Saved entries
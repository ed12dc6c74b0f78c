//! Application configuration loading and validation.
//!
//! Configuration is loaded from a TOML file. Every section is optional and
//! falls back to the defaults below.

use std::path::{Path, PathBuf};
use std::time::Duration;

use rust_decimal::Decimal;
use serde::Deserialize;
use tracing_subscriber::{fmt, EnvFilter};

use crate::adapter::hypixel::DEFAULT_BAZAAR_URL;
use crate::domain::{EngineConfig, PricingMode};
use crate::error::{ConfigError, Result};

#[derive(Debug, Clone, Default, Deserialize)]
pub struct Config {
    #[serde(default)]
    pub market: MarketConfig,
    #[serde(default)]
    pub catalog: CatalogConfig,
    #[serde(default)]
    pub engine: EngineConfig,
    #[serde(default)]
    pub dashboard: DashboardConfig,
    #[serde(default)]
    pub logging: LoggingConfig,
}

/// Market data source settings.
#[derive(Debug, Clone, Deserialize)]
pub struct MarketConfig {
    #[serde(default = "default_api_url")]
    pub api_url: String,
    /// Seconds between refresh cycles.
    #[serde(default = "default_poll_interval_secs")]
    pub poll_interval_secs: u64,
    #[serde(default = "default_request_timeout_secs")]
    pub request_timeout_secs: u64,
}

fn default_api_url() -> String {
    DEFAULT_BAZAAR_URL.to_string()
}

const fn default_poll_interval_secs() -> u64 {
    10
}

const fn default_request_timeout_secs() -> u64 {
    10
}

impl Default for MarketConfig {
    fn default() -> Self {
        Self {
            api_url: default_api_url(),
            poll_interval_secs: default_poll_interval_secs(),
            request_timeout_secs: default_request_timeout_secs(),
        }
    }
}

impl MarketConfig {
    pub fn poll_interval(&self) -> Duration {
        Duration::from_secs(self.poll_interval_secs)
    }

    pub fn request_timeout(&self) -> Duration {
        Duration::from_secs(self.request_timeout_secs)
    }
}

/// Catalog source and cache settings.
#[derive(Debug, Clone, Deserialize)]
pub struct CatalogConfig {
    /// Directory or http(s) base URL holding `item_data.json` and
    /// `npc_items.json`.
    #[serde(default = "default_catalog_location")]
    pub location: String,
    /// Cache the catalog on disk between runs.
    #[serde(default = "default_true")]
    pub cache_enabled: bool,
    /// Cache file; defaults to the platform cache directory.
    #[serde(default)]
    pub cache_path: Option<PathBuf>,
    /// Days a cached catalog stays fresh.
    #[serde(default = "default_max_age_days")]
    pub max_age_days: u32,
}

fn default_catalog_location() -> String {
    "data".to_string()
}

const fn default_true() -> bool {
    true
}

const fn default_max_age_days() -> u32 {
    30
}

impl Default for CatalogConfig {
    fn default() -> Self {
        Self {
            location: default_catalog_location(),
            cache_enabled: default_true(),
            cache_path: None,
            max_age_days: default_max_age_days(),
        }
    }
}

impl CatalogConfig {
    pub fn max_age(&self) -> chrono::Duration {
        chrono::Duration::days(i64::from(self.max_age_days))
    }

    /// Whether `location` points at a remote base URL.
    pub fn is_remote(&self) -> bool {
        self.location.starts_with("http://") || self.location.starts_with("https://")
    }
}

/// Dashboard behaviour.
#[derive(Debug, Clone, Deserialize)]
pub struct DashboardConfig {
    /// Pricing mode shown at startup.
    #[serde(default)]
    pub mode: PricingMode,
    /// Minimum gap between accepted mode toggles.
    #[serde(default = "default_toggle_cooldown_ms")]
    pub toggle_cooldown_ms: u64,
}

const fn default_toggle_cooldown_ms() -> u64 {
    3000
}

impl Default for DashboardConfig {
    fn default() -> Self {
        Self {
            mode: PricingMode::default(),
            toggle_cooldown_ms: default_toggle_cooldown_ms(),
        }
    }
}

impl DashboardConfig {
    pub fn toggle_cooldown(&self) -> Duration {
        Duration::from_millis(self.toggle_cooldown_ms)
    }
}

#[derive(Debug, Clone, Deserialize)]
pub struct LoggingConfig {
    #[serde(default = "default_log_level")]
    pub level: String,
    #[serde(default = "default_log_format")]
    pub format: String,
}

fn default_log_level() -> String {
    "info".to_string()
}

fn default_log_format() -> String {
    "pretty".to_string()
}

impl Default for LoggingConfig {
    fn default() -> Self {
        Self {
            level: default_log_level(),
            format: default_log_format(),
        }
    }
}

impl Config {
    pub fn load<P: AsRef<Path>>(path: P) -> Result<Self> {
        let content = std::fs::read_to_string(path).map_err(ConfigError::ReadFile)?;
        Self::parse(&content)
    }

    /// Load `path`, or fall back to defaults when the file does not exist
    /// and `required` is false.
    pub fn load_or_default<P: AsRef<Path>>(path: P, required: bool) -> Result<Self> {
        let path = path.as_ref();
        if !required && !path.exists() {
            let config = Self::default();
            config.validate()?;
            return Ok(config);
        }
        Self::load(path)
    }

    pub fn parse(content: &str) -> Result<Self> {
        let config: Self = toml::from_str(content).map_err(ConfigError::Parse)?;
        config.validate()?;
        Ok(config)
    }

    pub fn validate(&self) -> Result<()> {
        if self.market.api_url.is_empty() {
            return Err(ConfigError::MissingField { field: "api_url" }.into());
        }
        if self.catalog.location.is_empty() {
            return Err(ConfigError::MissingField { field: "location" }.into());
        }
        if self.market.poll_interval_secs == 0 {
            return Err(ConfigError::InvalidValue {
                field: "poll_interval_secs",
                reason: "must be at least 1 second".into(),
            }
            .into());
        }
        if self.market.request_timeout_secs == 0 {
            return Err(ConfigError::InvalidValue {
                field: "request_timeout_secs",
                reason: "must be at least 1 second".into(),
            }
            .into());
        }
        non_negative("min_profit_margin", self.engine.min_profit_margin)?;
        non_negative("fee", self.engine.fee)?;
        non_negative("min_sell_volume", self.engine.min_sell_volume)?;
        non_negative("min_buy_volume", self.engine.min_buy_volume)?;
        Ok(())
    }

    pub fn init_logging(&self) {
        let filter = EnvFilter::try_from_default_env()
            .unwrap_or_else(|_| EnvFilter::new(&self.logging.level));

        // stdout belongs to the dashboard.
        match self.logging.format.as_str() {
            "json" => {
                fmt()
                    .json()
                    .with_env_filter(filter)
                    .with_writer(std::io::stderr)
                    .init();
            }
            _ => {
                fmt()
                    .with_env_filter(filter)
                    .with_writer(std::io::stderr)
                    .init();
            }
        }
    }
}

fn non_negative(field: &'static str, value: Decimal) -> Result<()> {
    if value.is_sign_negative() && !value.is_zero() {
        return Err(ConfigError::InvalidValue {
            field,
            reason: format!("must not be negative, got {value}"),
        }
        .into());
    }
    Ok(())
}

Task statement
Provide a verbatim reproduction of all the records.

Written solution
repository ed12dc6c74b0f78c
//! Application configuration loading and validation.
//!
//! Configuration is loaded from a TOML file. Every section is optional and
//! falls back to the defaults below.

use std::path::{Path, PathBuf};
use std::time::Duration;

use rust_decimal::Decimal;
use serde::Deserialize;
use tracing_subscriber::{fmt, EnvFilter};

use crate::adapter::hypixel::DEFAULT_BAZAAR_URL;
use crate::domain::{EngineConfig, PricingMode};
use crate::error::{ConfigError, Result};

#[derive(Debug, Clone, Default, Deserialize)]
pub struct Config {
    #[serde(default)]
    pub market: MarketConfig,
    #[serde(default)]
    pub catalog: CatalogConfig,
    #[serde(default)]
    pub engine: EngineConfig,
    #[serde(default)]
    pub dashboard: DashboardConfig,
    #[serde(default)]
    pub logging: LoggingConfig,
}

/// Market data source settings.
#[derive(Debug, Clone, Deserialize)]
pub struct MarketConfig {
    #[serde(default = "default_api_url")]
    pub api_url: String,
    /// Seconds between refresh cycles.
    #[serde(default = "default_poll_interval_secs")]
    pub poll_interval_secs: u64,
    #[serde(default = "default_request_timeout_secs")]
    pub request_timeout_secs: u64,
}

fn default_api_url() -> String {
    DEFAULT_BAZAAR_URL.to_string()
}

const fn default_poll_interval_secs() -> u64 {
    10
}

const fn default_request_timeout_secs() -> u64 {
    10
}

impl Default for MarketConfig {
    fn default() -> Self {
        Self {
            api_url: default_api_url(),
            poll_interval_secs: default_poll_interval_secs(),
            request_timeout_secs: default_request_timeout_secs(),
        }
    }
}

impl MarketConfig {
    pub fn poll_interval(&self) -> Duration {
        Duration::from_secs(self.poll_interval_secs)
    }

    pub fn request_timeout(&self) -> Duration {
        Duration::from_secs(self.request_timeout_secs)
    }
}

/// Catalog source and cache settings.
#[derive(Debug, Clone, Deserialize)]
pub struct CatalogConfig {
    /// Directory or http(s) base URL holding `item_data.json` and
    /// `npc_items.json`.
    #[serde(default = "default_catalog_location")]
    pub location: String,
    /// Cache the catalog on disk between runs.
    #[serde(default = "default_true")]
    pub cache_enabled: bool,
    /// Cache file; defaults to the platform cache directory.
    #[serde(default)]
    pub cache_path: Option<PathBuf>,
    /// Days a cached catalog stays fresh.
    #[serde(default = "default_max_age_days")]
    pub max_age_days: u32,
}

fn default_catalog_location() -> String {
    "data".to_string()
}

const fn default_true() -> bool {
    true
}

const fn default_max_age_days() -> u32 {
    30
}

impl Default for CatalogConfig {
    fn default() -> Self {
        Self {
            location: default_catalog_location(),
            cache_enabled: default_true(),
            cache_path: None,
            max_age_days: default_max_age_days(),
        }
    }
}

impl CatalogConfig {
    pub fn max_age(&self) -> chrono::Duration {
        chrono::Duration::days(i64::from(self.max_age_days))
    }

    /// Whether `location` points at a remote base URL.
    pub fn is_remote(&self) -> bool {
        self.location.starts_with("http://") || self.location.starts_with("https://")
    }
}

/// Dashboard behaviour.
#[derive(Debug, Clone, Deserialize)]
pub struct DashboardConfig {
    /// Pricing mode shown at startup.
    #[serde(default)]
    pub mode: PricingMode,
    /// Minimum gap between accepted mode toggles.
    #[serde(default = "default_toggle_cooldown_ms")]
    pub toggle_cooldown_ms: u64,
}

const fn default_toggle_cooldown_ms() -> u64 {
    3000
}

impl Default for DashboardConfig {
    fn default() -> Self {
        Self {
            mode: PricingMode::default(),
            toggle_cooldown_ms: default_toggle_cooldown_ms(),
        }
    }
}

impl DashboardConfig {
    pub fn toggle_cooldown(&self) -> Duration {
        Duration::from_millis(self.toggle_cooldown_ms)
    }
}

#[derive(Debug, Clone, Deserialize)]
pub struct LoggingConfig {
    #[serde(default = "default_log_level")]
    pub level: String,
    #[serde(default = "default_log_format")]
    pub format: String,
}

fn default_log_level() -> String {
    "info".to_string()
}

fn default_log_format() -> String {
    "pretty".to_string()
}

impl Default for LoggingConfig {
    fn default() -> Self {
        Self {
            level: default_log_level(),
            format: default_log_format(),
        }
    }
}

impl Config {
    pub fn load<P: AsRef<Path>>(path: P) -> Result<Self> {
        let content = std::fs::read_to_string(path).map_err(ConfigError::ReadFile)?;
        Self::parse(&content)
    }

    /// Load `path`, or fall back to defaults when the file does not exist
    /// and `required` is false.
    pub fn load_or_default<P: AsRef<Path>>(path: P, required: bool) -> Result<Self> {
        let path = path.as_ref();
        if !required && !path.exists() {
            let config = Self::default();
            config.validate()?;
            return Ok(config);
        }
        Self::load(path)
    }

    pub fn parse(content: &str) -> Result<Self> {
        let config: Self = toml::from_str(content).map_err(ConfigError::Parse)?;
        config.validate()?;
        Ok(config)
    }

    pub fn validate(&self) -> Result<()> {
        if self.market.api_url.is_empty() {
            return Err(ConfigError::MissingField { field: "api_url" }.into());
        }
        if self.catalog.location.is_empty() {
            return Err(ConfigError::MissingField { field: "location" }.into());
        }
        if self.market.poll_interval_secs == 0 {
            return Err(ConfigError::InvalidValue {
                field: "poll_interval_secs",
                reason: "must be at least 1 second".into(),
            }
            .into());
        }
        if self.market.request_timeout_secs == 0 {
            return Err(ConfigError::InvalidValue {
                field: "request_timeout_secs",
                reason: "must be at least 1 second".into(),
            }
            .into());
        }
        non_negative("min_profit_margin", self.engine.min_profit_margin)?;
        non_negative("fee", self.engine.fee)?;
        non_negative("min_sell_volume", self.engine.min_sell_volume)?;
        non_negative("min_buy_volume", self.engine.min_buy_volume)?;
        Ok(())
    }

    pub fn init_logging(&self) {
        let filter = EnvFilter::try_from_default_env()
            .unwrap_or_else(|_| EnvFilter::new(&self.logging.level));

        // stdout belongs to the dashboard.
        match self.logging.format.as_str() {
            "json" => {
                fmt()
                    .json()
                    .with_env_filter(filter)
                    .with_writer(std::io::stderr)
                    .init();
            }
            _ => {
                fmt()
                    .with_env_filter(filter)
                    .with_writer(std::io::stderr)
                    .init();
            }
        }
    }
}

fn non_negative(field: &'static str, value: Decimal) -> Result<()> {
    if value.is_sign_negative() && !value.is_zero() {
        return Err(ConfigError::InvalidValue {
            field,
            reason: format!("must not be negative, got {value}"),
        }
        .into());
    }
    Ok(())
}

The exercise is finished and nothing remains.